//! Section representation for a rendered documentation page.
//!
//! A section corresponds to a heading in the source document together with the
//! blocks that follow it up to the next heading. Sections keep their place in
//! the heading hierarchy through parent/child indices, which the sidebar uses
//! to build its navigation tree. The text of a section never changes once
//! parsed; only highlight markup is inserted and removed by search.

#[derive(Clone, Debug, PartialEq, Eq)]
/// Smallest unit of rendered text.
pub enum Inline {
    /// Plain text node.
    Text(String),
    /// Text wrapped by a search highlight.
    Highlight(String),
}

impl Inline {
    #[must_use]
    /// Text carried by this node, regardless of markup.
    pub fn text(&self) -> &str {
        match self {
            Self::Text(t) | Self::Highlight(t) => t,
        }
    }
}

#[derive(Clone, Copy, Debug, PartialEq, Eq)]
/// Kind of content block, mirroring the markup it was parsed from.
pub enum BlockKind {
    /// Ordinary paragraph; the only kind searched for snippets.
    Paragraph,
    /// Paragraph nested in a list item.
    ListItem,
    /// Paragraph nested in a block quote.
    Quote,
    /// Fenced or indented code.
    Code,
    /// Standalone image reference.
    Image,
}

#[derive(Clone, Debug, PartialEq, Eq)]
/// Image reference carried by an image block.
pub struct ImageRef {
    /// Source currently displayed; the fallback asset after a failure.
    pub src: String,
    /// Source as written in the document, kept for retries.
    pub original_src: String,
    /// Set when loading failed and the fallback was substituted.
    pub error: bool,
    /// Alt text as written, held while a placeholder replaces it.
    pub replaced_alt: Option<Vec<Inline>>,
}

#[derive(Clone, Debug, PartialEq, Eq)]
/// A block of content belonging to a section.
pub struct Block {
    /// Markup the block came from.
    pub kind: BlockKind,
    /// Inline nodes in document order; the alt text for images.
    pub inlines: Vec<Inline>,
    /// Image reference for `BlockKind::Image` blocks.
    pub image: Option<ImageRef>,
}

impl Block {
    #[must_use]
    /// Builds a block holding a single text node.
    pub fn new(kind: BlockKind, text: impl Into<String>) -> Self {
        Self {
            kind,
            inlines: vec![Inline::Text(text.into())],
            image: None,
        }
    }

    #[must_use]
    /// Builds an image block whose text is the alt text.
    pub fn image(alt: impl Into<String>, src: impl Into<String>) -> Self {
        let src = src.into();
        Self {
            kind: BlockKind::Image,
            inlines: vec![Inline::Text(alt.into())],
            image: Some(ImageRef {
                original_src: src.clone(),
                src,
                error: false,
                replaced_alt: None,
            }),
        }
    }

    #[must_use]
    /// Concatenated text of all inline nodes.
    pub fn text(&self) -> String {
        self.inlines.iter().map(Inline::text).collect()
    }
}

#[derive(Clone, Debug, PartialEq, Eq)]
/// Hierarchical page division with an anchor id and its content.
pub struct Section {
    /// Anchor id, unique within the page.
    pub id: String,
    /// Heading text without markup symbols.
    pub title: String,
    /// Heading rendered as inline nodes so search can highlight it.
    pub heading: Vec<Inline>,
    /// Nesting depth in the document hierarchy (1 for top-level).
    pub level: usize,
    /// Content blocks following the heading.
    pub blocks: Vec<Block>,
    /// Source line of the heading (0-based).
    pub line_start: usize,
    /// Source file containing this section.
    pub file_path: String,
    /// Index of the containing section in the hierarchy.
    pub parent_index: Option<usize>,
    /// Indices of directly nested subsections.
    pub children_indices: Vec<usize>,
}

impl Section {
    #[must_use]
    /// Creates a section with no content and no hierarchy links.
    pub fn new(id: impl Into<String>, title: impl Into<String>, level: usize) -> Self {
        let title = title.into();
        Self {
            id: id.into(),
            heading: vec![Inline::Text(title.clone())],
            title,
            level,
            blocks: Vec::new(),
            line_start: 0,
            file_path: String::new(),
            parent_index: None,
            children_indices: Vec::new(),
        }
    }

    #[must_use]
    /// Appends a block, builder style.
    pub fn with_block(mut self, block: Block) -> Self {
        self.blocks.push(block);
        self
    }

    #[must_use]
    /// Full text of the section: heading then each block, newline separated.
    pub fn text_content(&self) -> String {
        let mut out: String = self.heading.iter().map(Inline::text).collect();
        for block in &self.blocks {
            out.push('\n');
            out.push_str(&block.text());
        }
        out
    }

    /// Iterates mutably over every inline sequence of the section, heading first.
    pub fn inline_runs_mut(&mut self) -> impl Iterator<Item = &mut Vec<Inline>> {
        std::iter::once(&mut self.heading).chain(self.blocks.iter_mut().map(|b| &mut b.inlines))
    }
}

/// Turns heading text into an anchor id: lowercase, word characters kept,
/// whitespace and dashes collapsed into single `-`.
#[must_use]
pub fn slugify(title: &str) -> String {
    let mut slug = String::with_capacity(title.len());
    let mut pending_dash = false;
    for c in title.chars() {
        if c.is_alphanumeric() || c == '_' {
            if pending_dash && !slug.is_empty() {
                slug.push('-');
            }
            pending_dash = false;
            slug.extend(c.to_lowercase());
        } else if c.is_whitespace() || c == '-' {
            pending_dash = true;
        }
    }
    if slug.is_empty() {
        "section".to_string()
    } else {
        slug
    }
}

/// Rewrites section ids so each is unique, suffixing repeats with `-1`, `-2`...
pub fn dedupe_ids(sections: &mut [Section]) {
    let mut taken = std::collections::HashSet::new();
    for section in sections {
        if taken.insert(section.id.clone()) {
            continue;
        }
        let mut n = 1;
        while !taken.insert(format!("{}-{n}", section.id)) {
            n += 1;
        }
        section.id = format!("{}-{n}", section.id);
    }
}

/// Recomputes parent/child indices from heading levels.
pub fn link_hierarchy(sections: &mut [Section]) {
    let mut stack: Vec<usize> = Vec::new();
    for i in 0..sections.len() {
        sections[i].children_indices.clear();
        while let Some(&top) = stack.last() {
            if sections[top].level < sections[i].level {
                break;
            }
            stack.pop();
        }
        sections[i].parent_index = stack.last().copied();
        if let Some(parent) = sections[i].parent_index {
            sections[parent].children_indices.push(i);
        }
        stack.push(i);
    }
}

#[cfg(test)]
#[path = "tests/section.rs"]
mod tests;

----

--- WHAT TO DO ---
Repeat the full set of records above character for character.

--- RESPONSE TO THE EXERCISE ---
//! Section representation for a rendered documentation page.
//!
//! A section corresponds to a heading in the source document together with the
//! blocks that follow it up to the next heading. Sections keep their place in
//! the heading hierarchy through parent/child indices, which the sidebar uses
//! to build its navigation tree. The text of a section never changes once
//! parsed; only highlight markup is inserted and removed by search.

#[derive(Clone, Debug, PartialEq, Eq)]
/// Smallest unit of rendered text.
pub enum Inline {
    /// Plain text node.
    Text(String),
    /// Text wrapped by a search highlight.
    Highlight(String),
}

impl Inline {
    #[must_use]
    /// Text carried by this node, regardless of markup.
    pub fn text(&self) -> &str {
        match self {
            Self::Text(t) | Self::Highlight(t) => t,
        }
    }
}

#[derive(Clone, Copy, Debug, PartialEq, Eq)]
/// Kind of content block, mirroring the markup it was parsed from.
pub enum BlockKind {
    /// Ordinary paragraph; the only kind searched for snippets.
    Paragraph,
    /// Paragraph nested in a list item.
    ListItem,
    /// Paragraph nested in a block quote.
    Quote,
    /// Fenced or indented code.
    Code,
    /// Standalone image reference.
    Image,
}

#[derive(Clone, Debug, PartialEq, Eq)]
/// Image reference carried by an image block.
pub struct ImageRef {
    /// Source currently displayed; the fallback asset after a failure.
    pub src: String,
    /// Source as written in the document, kept for retries.
    pub original_src: String,
    /// Set when loading failed and the fallback was substituted.
    pub error: bool,
    /// Alt text as written, held while a placeholder replaces it.
    pub replaced_alt: Option<Vec<Inline>>,
}

#[derive(Clone, Debug, PartialEq, Eq)]
/// A block of content belonging to a section.
pub struct Block {
    /// Markup the block came from.
    pub kind: BlockKind,
    /// Inline nodes in document order; the alt text for images.
    pub inlines: Vec<Inline>,
    /// Image reference for `BlockKind::Image` blocks.
    pub image: Option<ImageRef>,
}

impl Block {
    #[must_use]
    /// Builds a block holding a single text node.
    pub fn new(kind: BlockKind, text: impl Into<String>) -> Self {
        Self {
            kind,
            inlines: vec![Inline::Text(text.into())],
            image: None,
        }
    }

    #[must_use]
    /// Builds an image block whose text is the alt text.
    pub fn image(alt: impl Into<String>, src: impl Into<String>) -> Self {
        let src = src.into();
        Self {
            kind: BlockKind::Image,
            inlines: vec![Inline::Text(alt.into())],
            image: Some(ImageRef {
                original_src: src.clone(),
                src,
                error: false,
                replaced_alt: None,
            }),
        }
    }

    #[must_use]
    /// Concatenated text of all inline nodes.
    pub fn text(&self) -> String {
        self.inlines.iter().map(Inline::text).collect()
    }
}

#[derive(Clone, Debug, PartialEq, Eq)]
/// Hierarchical page division with an anchor id and its content.
pub struct Section {
    /// Anchor id, unique within the page.
    pub id: String,
    /// Heading text without markup symbols.
    pub title: String,
    /// Heading rendered as inline nodes so search can highlight it.
    pub heading: Vec<Inline>,
    /// Nesting depth in the document hierarchy (1 for top-level).
    pub level: usize,
    /// Content blocks following the heading.
    pub blocks: Vec<Block>,
    /// Source line of the heading (0-based).
    pub line_start: usize,
    /// Source file containing this section.
    pub file_path: String,
    /// Index of the containing section in the hierarchy.
    pub parent_index: Option<usize>,
    /// Indices of directly nested subsections.
    pub children_indices: Vec<usize>,
}

impl Section {
    #[must_use]
    /// Creates a section with no content and no hierarchy links.
    pub fn new(id: impl Into<String>, title: impl Into<String>, level: usize) -> Self {
        let title = title.into();
        Self {
            id: id.into(),
            heading: vec![Inline::Text(title.clone())],
            title,
            level,
            blocks: Vec::new(),
            line_start: 0,
            file_path: String::new(),
            parent_index: None,
            children_indices: Vec::new(),
        }
    }

    #[must_use]
    /// Appends a block, builder style.
    pub fn with_block(mut self, block: Block) -> Self {
        self.blocks.push(block);
        self
    }

    #[must_use]
    /// Full text of the section: heading then each block, newline separated.
    pub fn text_content(&self) -> String {
        let mut out: String = self.heading.iter().map(Inline::text).collect();
        for block in &self.blocks {
            out.push('\n');
            out.push_str(&block.text());
        }
        out
    }

    /// Iterates mutably over every inline sequence of the section, heading first.
    pub fn inline_runs_mut(&mut self) -> impl Iterator<Item = &mut Vec<Inline>> {
        std::iter::once(&mut self.heading).chain(self.blocks.iter_mut().map(|b| &mut b.inlines))
    }
}

/// Turns heading text into an anchor id: lowercase, word characters kept,
/// whitespace and dashes collapsed into single `-`.
#[must_use]
pub fn slugify(title: &str) -> String {
    let mut slug = String::with_capacity(title.len());
    let mut pending_dash = false;
    for c in title.chars() {
        if c.is_alphanumeric() || c == '_' {
            if pending_dash && !slug.is_empty() {
                slug.push('-');
            }
            pending_dash = false;
            slug.extend(c.to_lowercase());
        } else if c.is_whitespace() || c == '-' {
            pending_dash = true;
        }
    }
    if slug.is_empty() {
        "section".to_string()
    } else {
        slug
    }
}

/// Rewrites section ids so each is unique, suffixing repeats with `-1`, `-2`...
pub fn dedupe_ids(sections: &mut [Section]) {
    let mut taken = std::collections::HashSet::new();
    for section in sections {
        if taken.insert(section.id.clone()) {
            continue;
        }
        let mut n = 1;
        while !taken.insert(format!("{}-{n}", section.id)) {
            n += 1;
        }
        section.id = format!("{}-{n}", section.id);
    }
}

/// Recomputes parent/child indices from heading levels.
pub fn link_hierarchy(sections: &mut [Section]) {
    let mut stack: Vec<usize> = Vec::new();
    for i in 0..sections.len() {
        sections[i].children_indices.clear();
        while let Some(&top) = stack.last() {
            if sections[top].level < sections[i].level {
                break;
            }
            stack.pop();
        }
        sections[i].parent_index = stack.last().copied();
        if let Some(parent) = sections[i].parent_index {
            sections[parent].children_indices.push(i);
        }
        stack.push(i);
    }
}

#[cfg(test)]
#[path = "tests/section.rs"]
mod tests;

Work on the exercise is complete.